Work instructions —
Look through the data below and show every line that includes "teardown".

Data items
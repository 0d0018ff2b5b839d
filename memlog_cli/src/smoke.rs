//! Smoke scenarios exercising each file-output path of the logger.

use std::path::{Path, PathBuf};

use eyre::WrapErr;
use memlog_core::Logger;

use crate::error_fmt::CliError;

#[derive(Debug)]
pub struct ScenarioReport {
    pub name: &'static str,
    pub path: PathBuf,
    pub lines: usize,
}

fn log_ints(logger: &mut Logger) {
    for i in (100..200).step_by(10) {
        logger.log_tagged("int:", i);
    }
}

/// Collect in memory, then dump with an explicit truncating write.
pub fn explicit_dump(dir: &Path) -> PathBuf {
    let path = dir.join("simple.txt");
    let mut logger = Logger::new();
    // No log file is set, so immediate mode has nothing to write to.
    logger.set_immediate_mode(true);
    log_ints(&mut logger);
    logger.write_to_file(&path, false);
    path
}

/// Append every entry to the file as it is logged.
pub fn immediate(dir: &Path) -> eyre::Result<PathBuf> {
    let path = dir.join("immediate.txt");
    match std::fs::remove_file(&path) {
        Ok(()) => tracing::debug!(path = %path.display(), "removed stale immediate log"),
        Err(e) if e.kind() == std::io::ErrorKind::NotFound => {}
        Err(e) => {
            return Err(e).wrap_err_with(|| format!("remove stale {}", path.display()));
        }
    }

    let mut logger = Logger::builder()
        .with_immediate_mode(true)
        .with_log_file(&path, true)
        .build();
    log_ints(&mut logger);
    Ok(path)
}

/// Write everything once, when the logger goes out of scope.
pub fn teardown(dir: &Path) -> PathBuf {
    let path = dir.join("destroy.txt");
    let mut logger = Logger::new();
    logger.set_write_on_drop(true);
    logger.set_log_file(&path, false);
    log_ints(&mut logger);
    drop(logger);
    path
}

/// The exact file content every scenario must leave behind.
pub fn expected_lines() -> Vec<String> {
    (100..200).step_by(10).map(|i| format!("int: {i}")).collect()
}

fn check(name: &'static str, path: PathBuf) -> eyre::Result<ScenarioReport> {
    let text = std::fs::read_to_string(&path)
        .wrap_err_with(|| format!("scenario {name} left no readable file at {}", path.display()))?;

    let expected = expected_lines();
    let found: Vec<&str> = text.lines().collect();
    let count = expected.len().max(found.len());
    for idx in 0..count {
        let want = expected.get(idx).map(String::as_str);
        let got = found.get(idx).copied();
        if want != got {
            return Err(CliError::ScenarioMismatch {
                scenario: name,
                path,
                line: idx + 1,
                expected: want.unwrap_or("<end of file>").to_string(),
                found: got.unwrap_or("<end of file>").to_string(),
            }
            .into());
        }
    }

    let lines = found.len();
    tracing::info!(scenario = name, lines, path = %path.display(), "scenario ok");
    Ok(ScenarioReport { name, path, lines })
}

/// Run all scenarios under `out_dir` and print one summary line each.
pub fn run(out_dir: &Path, json: bool) -> eyre::Result<Vec<ScenarioReport>> {
    std::fs::create_dir_all(out_dir)
        .wrap_err_with(|| format!("create output directory {}", out_dir.display()))?;

    let reports = vec![
        check("simple", explicit_dump(out_dir))?,
        check("immediate", immediate(out_dir)?)?,
        check("destroy", teardown(out_dir))?,
    ];

    for r in &reports {
        if json {
            println!(
                "{}",
                serde_json::json!({
                    "scenario": r.name,
                    "path": r.path.display().to_string(),
                    "lines": r.lines,
                })
            );
        } else {
            println!("{}: {} lines -> {}", r.name, r.lines, r.path.display());
        }
    }
    Ok(reports)
}

#[cfg(test)]
mod tests {
    use super::*;

    #[test]
    fn scenarios_write_expected_files() {
        let dir = tempfile::tempdir().unwrap();
        let reports = run(dir.path(), false).unwrap();

        let names: Vec<_> = reports.iter().map(|r| r.name).collect();
        assert_eq!(names, ["simple", "immediate", "destroy"]);
        for r in &reports {
            let text = std::fs::read_to_string(&r.path).unwrap();
            assert!(text.starts_with("int: 100\n"));
            assert!(text.ends_with("int: 190\n"));
        }
    }

    #[test]
    fn immediate_scenario_is_repeatable() {
        let dir = tempfile::tempdir().unwrap();
        immediate(dir.path()).unwrap();
        let path = immediate(dir.path()).unwrap();
        let text = std::fs::read_to_string(path).unwrap();
        assert_eq!(text.lines().collect::<Vec<_>>(), expected_lines());
    }

    #[test]
    fn check_rejects_wrong_content_with_right_line_count() {
        let dir = tempfile::tempdir().unwrap();
        let path = dir.path().join("simple.txt");
        std::fs::write(&path, "garbage\n".repeat(10)).unwrap();

        let err = check("simple", path).expect_err("wrong content must fail");
        match err.downcast_ref::<CliError>() {
            Some(CliError::ScenarioMismatch { line, expected, found, .. }) => {
                assert_eq!(*line, 1);
                assert_eq!(expected, "int: 100");
                assert_eq!(found, "garbage");
            }
            other => panic!("expected ScenarioMismatch, got {other:?}"),
        }
        assert_eq!(crate::error_fmt::exit_code_for_error(&err), 4);
    }

    #[test]
    fn check_rejects_reordered_lines() {
        let dir = tempfile::tempdir().unwrap();
        let path = dir.path().join("destroy.txt");
        let mut lines = expected_lines();
        lines.reverse();
        std::fs::write(&path, lines.join("\n") + "\n").unwrap();

        let err = check("destroy", path).expect_err("reversed order must fail");
        assert_eq!(crate::error_fmt::exit_code_for_error(&err), 4);
    }

    #[test]
    fn check_rejects_truncated_file() {
        let dir = tempfile::tempdir().unwrap();
        let path = dir.path().join("immediate.txt");
        let lines = expected_lines();
        std::fs::write(&path, lines[..9].join("\n") + "\n").unwrap();

        let err = check("immediate", path).expect_err("missing last line must fail");
        match err.downcast_ref::<CliError>() {
            Some(CliError::ScenarioMismatch { line, found, .. }) => {
                assert_eq!(*line, 10);
                assert_eq!(found, "<end of file>");
            }
            other => panic!("expected ScenarioMismatch, got {other:?}"),
        }
    }
}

Solution —
pub fn teardown(dir: &Path) -> PathBuf {
        check("destroy", teardown(out_dir))?,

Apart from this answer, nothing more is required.